▸ **AIM OF THE TASK**
Every record below should appear in your answer, copied exactly.

Stored data entries:
══════════════════════════════
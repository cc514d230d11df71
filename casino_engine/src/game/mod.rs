//! Game resolution logic.
//!
//! Each submodule resolves one game against a [`RandomSource`](crate::rng::RandomSource)
//! without touching balances. The [`engine`](crate::engine) wraps them in the
//! debit/credit pipeline:
//! - Slots: basic 3-reel and progressive 5-reel
//! - Table cards: blackjack (multi-step) and baccarat
//! - Wheel and draw games: roulette, keno, hi-lo

use serde::{Deserialize, Serialize};
use std::{fmt, str::FromStr};

pub mod baccarat;
pub mod blackjack;
pub mod entities;
pub mod errors;
pub mod hilo;
pub mod jackpot;
pub mod keno;
pub mod roulette;
pub mod slots;

pub use errors::{GameError, GameResult};

use crate::ledger::Balance;

/// Games recorded in the round history.
#[derive(Clone, Copy, Debug, Deserialize, Eq, Hash, PartialEq, Serialize)]
pub enum GameKind {
    Slots,
    ProgressiveSlots,
    Blackjack,
    Baccarat,
    Roulette,
    Keno,
    HiLo,
}

impl GameKind {
    pub const ALL: [GameKind; 7] = [
        GameKind::Slots,
        GameKind::ProgressiveSlots,
        GameKind::Blackjack,
        GameKind::Baccarat,
        GameKind::Roulette,
        GameKind::Keno,
        GameKind::HiLo,
    ];

    /// Name stored in the history table.
    pub fn as_str(self) -> &'static str {
        match self {
            Self::Slots => "Slots",
            Self::ProgressiveSlots => "Progressive Slots",
            Self::Blackjack => "Blackjack",
            Self::Baccarat => "Baccarat",
            Self::Roulette => "Roulette",
            Self::Keno => "Keno",
            Self::HiLo => "Hi-Lo",
        }
    }
}

impl fmt::Display for GameKind {
    fn fmt(&self, f: &mut fmt::Formatter<'_>) -> fmt::Result {
        f.write_str(self.as_str())
    }
}

impl FromStr for GameKind {
    type Err = GameError;

    fn from_str(s: &str) -> Result<Self, Self::Err> {
        let normalized: String = s
            .chars()
            .filter(|c| c.is_ascii_alphanumeric())
            .collect::<String>()
            .to_ascii_lowercase();
        match normalized.as_str() {
            "slots" | "slot" => Ok(Self::Slots),
            "progressiveslots" | "progressive" => Ok(Self::ProgressiveSlots),
            "blackjack" => Ok(Self::Blackjack),
            "baccarat" => Ok(Self::Baccarat),
            "roulette" => Ok(Self::Roulette),
            "keno" => Ok(Self::Keno),
            "hilo" => Ok(Self::HiLo),
            _ => Err(GameError::InvalidSelection(format!("unknown game: {s}"))),
        }
    }
}

/// Display-only size class of a win.
#[derive(Clone, Copy, Debug, Default, Deserialize, Eq, PartialEq, Serialize)]
pub enum WinTier {
    #[default]
    None,
    Normal,
    Big,
    Mega,
    Jackpot,
}

/// Outcome of one settled round.
///
/// `returned` is the gross amount credited back (stake included when it is
/// returned). `payout` is the signed net result, `returned - wager`.
#[derive(Clone, Debug, Deserialize, PartialEq, Serialize)]
pub struct RoundResult<O> {
    pub round_id: uuid::Uuid,
    pub game: GameKind,
    pub outcome: O,
    pub wager: i64,
    pub returned: i64,
    pub payout: i64,
    pub new_balance: Balance,
    pub win_tier: WinTier,
    pub message: String,
}

impl<O> RoundResult<O> {
    pub fn is_win(&self) -> bool {
        self.payout > 0
    }
}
══════════════════════════════
▸ **ANSWER AREA**
repository cc514d230d11df71
filename casino_engine/src/game/mod.rs
//! Game resolution logic.
//!
//! Each submodule resolves one game against a [`RandomSource`](crate::rng::RandomSource)
//! without touching balances. The [`engine`](crate::engine) wraps them in the
//! debit/credit pipeline:
//! - Slots: basic 3-reel and progressive 5-reel
//! - Table cards: blackjack (multi-step) and baccarat
//! - Wheel and draw games: roulette, keno, hi-lo

use serde::{Deserialize, Serialize};
use std::{fmt, str::FromStr};

pub mod baccarat;
pub mod blackjack;
pub mod entities;
pub mod errors;
pub mod hilo;
pub mod jackpot;
pub mod keno;
pub mod roulette;
pub mod slots;

pub use errors::{GameError, GameResult};

use crate::ledger::Balance;

/// Games recorded in the round history.
#[derive(Clone, Copy, Debug, Deserialize, Eq, Hash, PartialEq, Serialize)]
pub enum GameKind {
    Slots,
    ProgressiveSlots,
    Blackjack,
    Baccarat,
    Roulette,
    Keno,
    HiLo,
}

impl GameKind {
    pub const ALL: [GameKind; 7] = [
        GameKind::Slots,
        GameKind::ProgressiveSlots,
        GameKind::Blackjack,
        GameKind::Baccarat,
        GameKind::Roulette,
        GameKind::Keno,
        GameKind::HiLo,
    ];

    /// Name stored in the history table.
    pub fn as_str(self) -> &'static str {
        match self {
            Self::Slots => "Slots",
            Self::ProgressiveSlots => "Progressive Slots",
            Self::Blackjack => "Blackjack",
            Self::Baccarat => "Baccarat",
            Self::Roulette => "Roulette",
            Self::Keno => "Keno",
            Self::HiLo => "Hi-Lo",
        }
    }
}

impl fmt::Display for GameKind {
    fn fmt(&self, f: &mut fmt::Formatter<'_>) -> fmt::Result {
        f.write_str(self.as_str())
    }
}

impl FromStr for GameKind {
    type Err = GameError;

    fn from_str(s: &str) -> Result<Self, Self::Err> {
        let normalized: String = s
            .chars()
            .filter(|c| c.is_ascii_alphanumeric())
            .collect::<String>()
            .to_ascii_lowercase();
        match normalized.as_str() {
            "slots" | "slot" => Ok(Self::Slots),
            "progressiveslots" | "progressive" => Ok(Self::ProgressiveSlots),
            "blackjack" => Ok(Self::Blackjack),
            "baccarat" => Ok(Self::Baccarat),
            "roulette" => Ok(Self::Roulette),
            "keno" => Ok(Self::Keno),
            "hilo" => Ok(Self::HiLo),
            _ => Err(GameError::InvalidSelection(format!("unknown game: {s}"))),
        }
    }
}

/// Display-only size class of a win.
#[derive(Clone, Copy, Debug, Default, Deserialize, Eq, PartialEq, Serialize)]
pub enum WinTier {
    #[default]
    None,
    Normal,
    Big,
    Mega,
    Jackpot,
}

/// Outcome of one settled round.
///
/// `returned` is the gross amount credited back (stake included when it is
/// returned). `payout` is the signed net result, `returned - wager`.
#[derive(Clone, Debug, Deserialize, PartialEq, Serialize)]
pub struct RoundResult<O> {
    pub round_id: uuid::Uuid,
    pub game: GameKind,
    pub outcome: O,
    pub wager: i64,
    pub returned: i64,
    pub payout: i64,
    pub new_balance: Balance,
    pub win_tier: WinTier,
    pub message: String,
}

impl<O> RoundResult<O> {
    pub fn is_win(&self) -> bool {
        self.payout > 0
    }
}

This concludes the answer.